Depending on where you live, community college may be tuition-free. If not, explore free sources of aid before taking out loans.
May 25, 2018
Loans, Student Loans
Student Loans for Community College: Compare Options for 2018

Community colleges provide some of the best value in higher education. In 2017-18, the average community college student’s tuition and fees were fully covered by grants and federal tax breaks, according to the College Board. (Education tax credits and deductions lower your taxable income or save you money in taxes, and in general, you’ll need to earn below a certain income to take them.)

But full-time community college students are responsible for covering about $8,000 in living expenses per year, the College Board says.

If you need to take out loans to afford community college, max out federal loans first. Private loans should be your last resort, after using grants, work-study, some personal savings, employer assistance and federal student loans.

Can you go to community college for free?

More and more states have passed laws making community college tuition-free for residents. Several schools and cities also offer programs that make public college more affordable.

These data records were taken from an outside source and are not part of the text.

//! Entity table: one row per leaf entity, one column per hierarchy level plus
//! the `SPD` tensor image column.
//!
//! Tables load from CSV, YAML or JSON. Identifiers in YAML/JSON records
//! should be quoted: integers are accepted as written, but a non-integer
//! number (`1e3`, `2.50`) has no faithful text form and is refused when it
//! sits in a hierarchy column. [`EntityTable::entities`] projects the
//! table onto a hierarchy and validates that every entity maps to exactly one
//! group at every level, so the planner can descend without further checks.

use serde::Deserialize;
use std::collections::{BTreeMap, BTreeSet, HashMap};

use crate::config::{PlanSettings, PROJECT_LEVEL, SPD_COLUMN};
use crate::error::{PlanError, Result};

/// Raw tabular input, all values kept as strings
#[derive(Debug, Clone, Default, PartialEq, Eq)]
pub struct EntityTable {
    columns: Vec<String>,
    rows: Vec<Vec<String>>,
    /// Columns where some record held a non-integer number
    inexact: BTreeSet<String>,
}

/// A leaf entity projected onto the hierarchy
#[derive(Debug, Clone, PartialEq, Eq)]
pub struct Entity {
    /// Value per hierarchy level, outermost first
    pub levels: Vec<String>,

    /// Tensor image of the entity
    pub spd: String,

    /// 1-based data row the entity came from
    pub row: usize,
}

impl Entity {
    pub fn level(&self, depth: usize) -> &str {
        &self.levels[depth]
    }

    pub fn leaf_id(&self) -> &str {
        self.levels.last().map(String::as_str).unwrap_or_default()
    }
}

/// Scalar cell accepted from YAML/JSON records
#[derive(Debug, Deserialize)]
#[serde(untagged)]
enum Cell {
    Text(String),
    Integer(i64),
    Float(f64),
    Flag(bool),
    Empty(()),
}

impl Cell {
    fn into_string(self) -> String {
        match self {
            Cell::Text(s) => s,
            Cell::Integer(i) => i.to_string(),
            Cell::Float(f) => f.to_string(),
            Cell::Flag(b) => b.to_string(),
            Cell::Empty(()) => String::new(),
        }
    }
}

impl EntityTable {
    pub fn new(columns: Vec<String>, rows: Vec<Vec<String>>) -> Result<Self> {
        for (i, row) in rows.iter().enumerate() {
            if row.len() != columns.len() {
                return Err(PlanError::MalformedTable(format!(
                    "row {} has {} fields, expected {}",
                    i + 1,
                    row.len(),
                    columns.len()
                )));
            }
        }
        Ok(EntityTable {
            columns,
            rows,
            inexact: BTreeSet::new(),
        })
    }

    /// Build from column->value maps; absent keys become empty cells
    pub fn from_records(records: Vec<BTreeMap<String, String>>) -> Result<Self> {
        let mut columns: Vec<String> = Vec::new();
        for record in &records {
            for key in record.keys() {
                if !columns.contains(key) {
                    columns.push(key.clone());
                }
            }
        }
        let rows = records
            .into_iter()
            .map(|mut record| {
                columns
                    .iter()
                    .map(|c| record.remove(c).unwrap_or_default())
                    .collect()
            })
            .collect();
        EntityTable::new(columns, rows)
    }

    /// Parse comma separated text with a header row; double-quoted fields may
    /// contain commas and `""` escapes
    pub fn from_csv_str(text: &str) -> Result<Self> {
        let mut lines = text
            .lines()
            .enumerate()
            .filter(|(_, line)| !line.trim().is_empty());

        let (_, header) = lines
            .next()
            .ok_or_else(|| PlanError::MalformedTable("missing header row".to_string()))?;
        let columns: Vec<String> = split_csv_line(header, 1)?
            .into_iter()
            .map(|c| c.trim().to_string())
            .collect();

        let mut rows = Vec::new();
        for (line_no, line) in lines {
            rows.push(split_csv_line(line, line_no + 1)?);
        }
        EntityTable::new(columns, rows)
    }

    /// Parse a YAML sequence of mappings
    pub fn from_yaml_str(text: &str) -> Result<Self> {
        let records: Vec<BTreeMap<String, Cell>> = serde_yaml::from_str(text)
            .map_err(|e| PlanError::MalformedTable(format!("invalid YAML records: {}", e)))?;
        EntityTable::from_cells(records)
    }

    /// Parse a JSON array of objects
    pub fn from_json_str(text: &str) -> Result<Self> {
        let records: Vec<BTreeMap<String, Cell>> = serde_json::from_str(text)
            .map_err(|e| PlanError::MalformedTable(format!("invalid JSON records: {}", e)))?;
        EntityTable::from_cells(records)
    }

    fn from_cells(records: Vec<BTreeMap<String, Cell>>) -> Result<Self> {
        let (records, inexact) = stringify(records);
        let mut table = EntityTable::from_records(records)?;
        table.inexact = inexact;
        Ok(table)
    }

    pub fn columns(&self) -> &[String] {
        &self.columns
    }

    pub fn len(&self) -> usize {
        self.rows.len()
    }

    pub fn is_empty(&self) -> bool {
        self.rows.is_empty()
    }

    pub fn column_index(&self, name: &str) -> Option<usize> {
        self.columns.iter().position(|c| c == name)
    }

    /// Project the table onto the resolved hierarchy.
    ///
    /// A missing PROJECT column is filled with the project name. Every other
    /// hierarchy level and `SPD` must be present. The returned entities are
    /// already validated for unique grouping.
    pub fn entities(&self, settings: &PlanSettings) -> Result<Vec<Entity>> {
        let mut required: Vec<&str> = settings.hierarchy.iter().map(String::as_str).collect();
        required.push(SPD_COLUMN);

        let missing: Vec<String> = required
            .iter()
            .filter(|c| **c != PROJECT_LEVEL && self.column_index(c).is_none())
            .map(|c| c.to_string())
            .collect();
        if !missing.is_empty() {
            return Err(PlanError::MissingColumns { missing });
        }
        if self.rows.is_empty() {
            return Err(PlanError::EmptyTable);
        }
        if let Some(level) = settings.hierarchy.iter().find(|l| self.inexact.contains(*l)) {
            return Err(PlanError::MalformedTable(format!(
                "column {} holds a non-integer number; quote identifiers",
                level
            )));
        }

        let level_columns: Vec<Option<usize>> = settings
            .hierarchy
            .iter()
            .map(|level| self.column_index(level))
            .collect();
        let spd_column = self
            .column_index(SPD_COLUMN)
            .ok_or_else(|| PlanError::MissingColumns {
                missing: vec![SPD_COLUMN.to_string()],
            })?;

        let mut entities = Vec::with_capacity(self.rows.len());
        for (i, row) in self.rows.iter().enumerate() {
            let row_no = i + 1;
            let mut levels = Vec::with_capacity(level_columns.len());
            for (level, column) in settings.hierarchy.iter().zip(&level_columns) {
                let value = match column {
                    Some(idx) => row[*idx].trim().to_string(),
                    None => settings.name.clone(),
                };
                if value.is_empty() {
                    return Err(PlanError::EmptyValue {
                        level: level.clone(),
                        row: row_no,
                    });
                }
                levels.push(value);
            }
            let spd = row[spd_column].trim().to_string();
            if spd.is_empty() {
                return Err(PlanError::EmptyValue {
                    level: SPD_COLUMN.to_string(),
                    row: row_no,
                });
            }
            entities.push(Entity {
                levels,
                spd,
                row: row_no,
            });
        }

        validate_grouping(&settings.hierarchy, &entities)?;
        Ok(entities)
    }
}

fn stringify(
    records: Vec<BTreeMap<String, Cell>>,
) -> (Vec<BTreeMap<String, String>>, BTreeSet<String>) {
    let mut inexact = BTreeSet::new();
    let records = records
        .into_iter()
        .map(|record| {
            record
                .into_iter()
                .map(|(k, v)| {
                    let key = k.trim().to_string();
                    if matches!(v, Cell::Float(_)) {
                        inexact.insert(key.clone());
                    }
                    (key, v.into_string())
                })
                .collect()
        })
        .collect();
    (records, inexact)
}

fn split_csv_line(line: &str, line_no: usize) -> Result<Vec<String>> {
    let mut fields = Vec::new();
    let mut field = String::new();
    let mut quoted = false;
    let mut chars = line.trim_end_matches('\r').chars().peekable();

    while let Some(c) = chars.next() {
        match c {
            '"' if quoted && chars.peek() == Some(&'"') => {
                field.push('"');
                chars.next();
            }
            '"' => quoted = !quoted,
            ',' if !quoted => fields.push(std::mem::take(&mut field)),
            _ => field.push(c),
        }
    }
    if quoted {
        return Err(PlanError::MalformedTable(format!(
            "unterminated quote on line {}",
            line_no
        )));
    }
    fields.push(field);
    Ok(fields)
}

/// Check that every value at every level belongs to exactly one parent group,
/// that leaves are unique and that the table has a single root
pub fn validate_grouping(hierarchy: &[String], entities: &[Entity]) -> Result<()> {
    let mut roots: Vec<&str> = Vec::new();
    for entity in entities {
        if !roots.contains(&entity.level(0)) {
            roots.push(entity.level(0));
        }
    }
    if roots.len() > 1 {
        return Err(PlanError::MultipleRoots {
            level: hierarchy[0].clone(),
            values: roots.join(", "),
        });
    }

    let leaf_depth = hierarchy.len() - 1;
    for depth in 1..hierarchy.len() {
        let mut parent_of: HashMap<&str, &str> = HashMap::new();
        for entity in entities {
            let value = entity.level(depth);
            let parent = entity.level(depth - 1);
            match parent_of.get(value) {
                None => {
                    parent_of.insert(value, parent);
                }
                Some(_) if depth == leaf_depth => {
                    return Err(PlanError::DuplicateEntity {
                        level: hierarchy[depth].clone(),
                        value: value.to_string(),
                    });
                }
                Some(existing) if *existing != parent => {
                    return Err(PlanError::AmbiguousGroup {
                        level: hierarchy[depth].clone(),
                        value: value.to_string(),
                        parent_level: hierarchy[depth - 1].clone(),
                        first: existing.to_string(),
                        second: parent.to_string(),
                    });
                }
                Some(_) => {}
            }
        }
    }
    Ok(())
}

/// Group entities by their value at `depth`, in order of first appearance
pub fn group_by<'a>(entities: &[&'a Entity], depth: usize) -> Vec<(&'a str, Vec<&'a Entity>)> {
    let mut groups: Vec<(&'a str, Vec<&'a Entity>)> = Vec::new();
    for entity in entities {
        let key = entity.level(depth);
        match groups.iter_mut().find(|(k, _)| *k == key) {
            Some((_, members)) => members.push(entity),
            None => groups.push((key, vec![*entity])),
        }
    }
    groups
}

Be aware, though, that some programs require you to exhaust federal and state grants first, so you should still fill out the Free Application for Federal Student Aid, or the FAFSA. You may also have to pay for living expenses like rent, food and transportation and school expenses like a computer, books and fees.

» MORE:  States that offer residents tuition-free college

How to shop for a community college student loan

  1. Use grants first. Fill out the FAFSA as soon as possible after Oct. 1, when it opens, to get access to financial aid like the Pell Grant. These grants cover much of the cost of community college for students with low incomes and don’t need to be repaid. The FAFSA will also give you access to state and school grants.
  2. If you need loans, choose federal loans first. These offer lower interest rates than private loans and come with the option to tie the payments to your income after you leave school. That can help you avoid falling behind on payments. The FAFSA will qualify you for federal loans. Some community colleges do not participate in the federal loan program.
  3. Build good credit, or add a co-signer, when applying for private loans. If you need to make up for a gap in financial aid, private loans are your last stop. Students with good credit, generally a score of 690 or higher, will get the lowest interest rates. Students under age 21 often don’t have the credit history required to get a private loan in their own names. Use a co-signer to qualify or to get a better rate; alternatively, search for private loans you can get without a co-signer.
  4. Make sure your school is eligible. Some lenders will make loans to students pursuing associate degrees at four-year schools only. When exploring your options, make sure your community college is on the private lender’s list of eligible schools.
  5. Compare loan features. When shopping for a private loan, compare offers to get the lowest interest rate you qualify for. Note whether the lender will postpone payments in case you have difficulty affording them — known as forbearance — and for how long. Prioritize lenders that will let you release the co-signer after a period of time so they are not responsible for the debt.
  6. Opt for a fixed interest rate. Fixed interest rates are a safer bet than variable interest rates because they won’t increase over time.
  7. Watch the bottom line. Use a student loan calculator to see how much you’ll owe per month after borrowing for multiple years.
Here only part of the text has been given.